Engaging art projects can help foster and guide your child’s natural sense of wonder and creativity, and using recycled, free and cheap materials for kids art desks makes it affordable. Set up art tables kids can use freely; a scold-free zone in case water cups tip or ink blotches appear in all the wrong places. Old flat-panel doors set securely on concrete blocks make great low, expansive kids’ activity art desks that your small Picassos can kneel at, propped up on a cushion, while letting their imaginations run riot.
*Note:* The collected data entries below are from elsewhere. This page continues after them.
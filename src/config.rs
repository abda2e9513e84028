use crate::domain::billing::MinimumDueRule;
use crate::error::{PlannerError, Result};
use serde::{Deserialize, Serialize};
use std::fs::File;
use std::io::{BufReader, Read};
use std::path::Path;

pub const DEFAULT_MAX_MONTHS: u32 = 1200;
pub const DEFAULT_MONEY_SCALE: u32 = 2;

/// Tunables for the amortization engine.
///
/// Loaded from a JSON file; every field is optional and falls back to its default.
#[derive(Debug, Clone, PartialEq, Serialize, Deserialize)]
#[serde(default, deny_unknown_fields)]
pub struct PlannerConfig {
    /// Upper bound on schedule length (100 years).
    pub max_months: u32,
    /// Decimal places interest is rounded to each month.
    pub money_scale: u32,
    /// Derives a minimum payment for debts whose record omits one.
    pub minimum_due: Option<MinimumDueRule>,
}

impl Default for PlannerConfig {
    fn default() -> Self {
        Self {
            max_months: DEFAULT_MAX_MONTHS,
            money_scale: DEFAULT_MONEY_SCALE,
            minimum_due: None,
        }
    }
}

impl PlannerConfig {
    pub fn from_reader<R: Read>(source: R) -> Result<Self> {
        let config: Self = serde_json::from_reader(BufReader::new(source))?;
        config.validate()?;
        Ok(config)
    }

    pub fn from_path(path: impl AsRef<Path>) -> Result<Self> {
        Self::from_reader(File::open(path)?)
    }

    pub fn validate(&self) -> Result<()> {
        if self.max_months == 0 {
            return Err(PlannerError::invalid_argument(
                "max_months must be at least 1",
            ));
        }
        // Decimal supports at most 28 fractional digits.
        if self.money_scale > 10 {
            return Err(PlannerError::invalid_argument(
                "money_scale must be between 0 and 10",
            ));
        }
        if let Some(rule) = &self.minimum_due {
            rule.validate()?;
        }
        Ok(())
    }
}
pub mod application;
pub mod config;
pub mod domain;
pub mod error;
pub mod infrastructure;
pub mod interfaces;
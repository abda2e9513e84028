use crate::domain::money::Money;
use crate::domain::schedule::{PaymentPlan, RepaymentStrategy, StrategyComparison};
use crate::error::Result;
use chrono::NaiveDate;
use serde::Serialize;
use std::io::Write;

#[derive(Serialize)]
struct ScheduleRow<'a> {
    debt_id: &'a str,
    month: u32,
    date: NaiveDate,
    payment: Money,
    principal: Money,
    interest: Money,
    balance: Money,
}

#[derive(Serialize)]
struct SummaryRow<'a> {
    policy: &'a str,
    total_months: u32,
    total_interest: Money,
    total_paid: Money,
    payoff_date: NaiveDate,
    payoff_order: String,
}

/// Writes schedules and strategy summaries as CSV.
pub struct ScheduleWriter<W: Write> {
    writer: csv::Writer<W>,
}

impl<W: Write> ScheduleWriter<W> {
    pub fn new(sink: W) -> Self {
        Self {
            writer: csv::Writer::from_writer(sink),
        }
    }

    /// One row per month of `plan`.
    pub fn write_plan(&mut self, plan: &PaymentPlan) -> Result<()> {
        for entry in &plan.entries {
            self.writer.serialize(ScheduleRow {
                debt_id: &plan.debt_id,
                month: entry.month,
                date: entry.date,
                payment: entry.payment,
                principal: entry.principal,
                interest: entry.interest,
                balance: entry.remaining_balance,
            })?;
        }
        self.writer.flush()?;
        Ok(())
    }

    /// Rows of every debt in `strategy`, grouped by debt in priority order.
    pub fn write_strategy(&mut self, strategy: &RepaymentStrategy) -> Result<()> {
        for plan in &strategy.schedules {
            self.write_plan(plan)?;
        }
        Ok(())
    }

    /// One summary row per policy.
    pub fn write_comparison(&mut self, comparison: &StrategyComparison) -> Result<()> {
        for strategy in [&comparison.avalanche, &comparison.snowball] {
            let policy = strategy.policy.to_string();
            self.writer.serialize(SummaryRow {
                policy: &policy,
                total_months: strategy.total_months,
                total_interest: strategy.total_interest_paid,
                total_paid: strategy.total_paid,
                payoff_date: strategy.payoff_date,
                payoff_order: strategy.payoff_order.join(" "),
            })?;
        }
        self.writer.flush()?;
        Ok(())
    }

    pub fn into_inner(self) -> Result<W> {
        self.writer
            .into_inner()
            .map_err(|e| std::io::Error::other(e.to_string()).into())
    }
}
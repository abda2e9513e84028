//! Domain model: debts, money values and the schedules computed from them.

pub mod billing;
pub mod debt;
pub mod money;
pub mod ports;
pub mod schedule;
use assert_cmd::cargo_bin;
use assert_cmd::prelude::*;
use predicates::prelude::*;
use std::process::Command;

mod common;

#[test]
fn test_malformed_csv_handling() {
    let file = common::debts_file(&[
        // Valid debt
        "a,,100,0,50",
        // Text in amount field
        "b,,lots,5,10",
        // Non-numeric rate
        "c,,100,high,10",
        // Valid debt again
        "d,,200,0,100",
    ]);

    let mut cmd = Command::new(cargo_bin!("debtplan"));
    cmd.arg(file.path())
        .args(["--start", "2026-01-15"])
        .arg("plan");

    cmd.assert()
        .success()
        .stderr(predicate::str::contains("Error reading debt"))
        .stdout(predicate::str::contains("a,2,2026-03-15,50,50,0,0"))
        .stdout(predicate::str::contains("d,2,2026-03-15,100,100,0,0"))
        .stdout(predicate::str::contains("b,").not());
}

#[test]
fn test_negative_values_are_rejected() {
    let file = common::debts_file(&["a,,-100,5,10"]);

    let mut cmd = Command::new(cargo_bin!("debtplan"));
    cmd.arg(file.path()).arg("plan");

    cmd.assert().failure().stderr(predicate::str::contains(
        "Invalid input for debt a: remaining amount must not be negative",
    ));
}

#[test]
fn test_missing_minimum_without_rule_is_rejected() {
    let file = common::debts_file(&["a,,100,5,"]);

    let mut cmd = Command::new(cargo_bin!("debtplan"));
    cmd.arg(file.path()).arg("plan");

    cmd.assert().failure().stderr(predicate::str::contains(
        "Invalid input for debt a: minimum payment is required",
    ));
}

#[test]
fn test_duplicate_ids_keep_last_record() {
    let file = common::debts_file(&["a,,100,0,50", "a,,300,0,100"]);

    let mut cmd = Command::new(cargo_bin!("debtplan"));
    cmd.arg(file.path())
        .args(["--start", "2026-01-15"])
        .arg("plan");

    cmd.assert()
        .success()
        .stderr(predicate::str::contains("Duplicate debt id a"))
        .stdout(predicate::str::contains("a,3,2026-04-15,100,100,0,0"));
}

#[test]
fn test_paid_off_debt_produces_no_rows() {
    let file = common::debts_file(&["done,,0,12,50", "open,,100,0,100"]);

    let mut cmd = Command::new(cargo_bin!("debtplan"));
    cmd.arg(file.path())
        .args(["--start", "2026-01-15"])
        .args(["strategy", "--budget", "100"]);

    cmd.assert()
        .success()
        .stdout(predicate::str::contains("open,1,2026-02-15,100,100,0,0"))
        .stdout(predicate::str::contains("done,").not());
}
Make an impromptu easel on the activity table using an old cutting board angled up with a sturdy brick or two, and use tacks to secure brown packing paper that enjoys a second life as canvas for a masterpiece. Sponges, potato halves, leaves cleaned of oils with vinegar and corrugated cardboard all provide great textural stamps that your children can dip in ink and then press onto paper. Spent toothbrushes make effective ink airbrushes for a pointillist effect, and using them is half the fun. Sculptors or future designers crave three-dimensional projects; old plastic milk jugs transform into animal bodies, and old cardboard boxes, perhaps the stage of a soon-to-be-written play.